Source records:
//! Top-level segmentation of page-selection expressions.
//!
//! `1-3,contains:"A, B",(type:text | type:mixed)` => `1-3`, `contains:"A, B"`,
//! `(type:text | type:mixed)`
//!
//! Segmentation only looks at quote state and parenthesis depth. It never asks
//! whether a piece of text is a boolean expression or a range pattern, so a
//! comma inside a quoted literal can never end a segment.
use std::fmt;

/// One comma-delimited piece of an expression, whitespace-trimmed.
#[derive(Clone, Copy, Debug, PartialEq, Eq)]
pub struct Segment<'s> {
    pub text: &'s str,
    /// Byte offset of `text` inside the original expression.
    pub offset: usize,
}

#[derive(Debug, Clone, PartialEq, Eq)]
pub struct SegmentError {
    pub message: String,
    pub position: usize,
}

impl fmt::Display for SegmentError {
    fn fmt(&self, f: &mut fmt::Formatter<'_>) -> fmt::Result {
        write!(f, "{} (at byte {})", self.message, self.position)
    }
}

impl std::error::Error for SegmentError {}

/// Splits `expression` on commas that sit outside quotes and parentheses.
///
/// Blank segments (`1,,3` or a trailing comma) are dropped. Fails when the
/// input ends while a quote is still open.
pub fn split_segments(expression: &str) -> Result<Vec<Segment<'_>>, SegmentError> {
    let mut segments = Vec::new();
    // (quote char, byte offset of the opening quote)
    let mut quote: Option<(char, usize)> = None;
    let mut depth = 0usize;
    let mut start = 0;

    let mut chars = expression.char_indices();
    while let Some((idx, ch)) = chars.next() {
        if let Some((open, _)) = quote {
            if ch == '\\' {
                // the escaped character can never close the literal
                chars.next();
            } else if ch == open {
                quote = None;
            }
            continue;
        }
        match ch {
            '"' | '\'' => quote = Some((ch, idx)),
            '(' => depth += 1,
            // Unbalanced closers are the parser's problem, not ours.
            ')' => depth = depth.saturating_sub(1),
            ',' if depth == 0 => {
                push_segment(&mut segments, expression, start, idx);
                start = idx + 1;
            }
            _ => {}
        }
    }

    if let Some((open, position)) = quote {
        return Err(SegmentError {
            message: format!("unterminated {open} quote"),
            position,
        });
    }
    push_segment(&mut segments, expression, start, expression.len());
    Ok(segments)
}

fn push_segment<'s>(segments: &mut Vec<Segment<'s>>, input: &'s str, start: usize, end: usize) {
    let raw = &input[start..end];
    let text = raw.trim();
    if text.is_empty() {
        return;
    }
    let leading = raw.len() - raw.trim_start().len();
    segments.push(Segment {
        text,
        offset: start + leading,
    });
}

#[cfg(test)]
mod tests {
    use super::*;

    fn texts(input: &str) -> Vec<&str> {
        split_segments(input)
            .unwrap()
            .into_iter()
            .map(|segment| segment.text)
            .collect()
    }

    #[test]
    fn test_split_segments() {
        assert_eq!(texts("1-3,7,9-11"), vec!["1-3", "7", "9-11"]);
        assert_eq!(texts("all"), vec!["all"]);
        assert_eq!(
            texts("contains:\"A, B\",contains:\"C\""),
            vec!["contains:\"A, B\"", "contains:\"C\""]
        );
        assert_eq!(
            texts("contains:'x, y' to contains:'z', 4"),
            vec!["contains:'x, y' to contains:'z'", "4"]
        );
        assert_eq!(
            texts("(contains:\"a\" | type:image),5-6"),
            vec!["(contains:\"a\" | type:image)", "5-6"]
        );
    }

    #[test]
    fn test_split_segments_edge_cases() {
        // Empty string
        assert_eq!(texts(""), Vec::<&str>::new());

        // Only separators and whitespace
        assert_eq!(texts(" , ,, "), Vec::<&str>::new());

        // Trailing and doubled commas are dropped
        assert_eq!(texts("1,,3,"), vec!["1", "3"]);

        // Whitespace around segments is trimmed
        assert_eq!(texts("  1 ,\t2  "), vec!["1", "2"]);

        // The other quote style does not close the literal
        assert_eq!(
            texts("contains:\"it's, fine\",2"),
            vec!["contains:\"it's, fine\"", "2"]
        );

        // Escaped quotes stay inside the literal
        assert_eq!(
            texts(r#"contains:"say \", hi",2"#),
            vec![r#"contains:"say \", hi""#, "2"]
        );

        // Nested parentheses
        assert_eq!(
            texts("((type:text, 1)),2"),
            vec!["((type:text, 1))", "2"]
        );

        // Stray closer does not swallow later commas
        assert_eq!(texts("1),2"), vec!["1)", "2"]);

        // Unicode is kept intact
        assert_eq!(
            texts("contains:\"报告, 测试\",3"),
            vec!["contains:\"报告, 测试\"", "3"]
        );
    }

    #[test]
    fn test_segment_offsets_point_into_input() {
        let input = "1-3,  contains:'a'";
        let segments = split_segments(input).unwrap();
        assert_eq!(segments[0].offset, 0);
        assert_eq!(segments[1].offset, 6);
        assert_eq!(&input[segments[1].offset..], "contains:'a'");
    }

    #[test]
    fn test_unterminated_quote() {
        let err = split_segments("1,contains:\"abc").unwrap_err();
        assert_eq!(err.position, 11);
        assert!(err.message.contains("unterminated"));

        let err = split_segments("contains:'abc\\'").unwrap_err();
        assert_eq!(err.position, 9);
    }
}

> **What to produce**
Look above for the line holding "is still open." and the line holding "the opening quote)", then output exactly those two lines and every line between them, nothing more.

> **Problem solution**
/// input ends while a quote is still open.
pub fn split_segments(expression: &str) -> Result<Vec<Segment<'_>>, SegmentError> {
    let mut segments = Vec::new();
    // (quote char, byte offset of the opening quote)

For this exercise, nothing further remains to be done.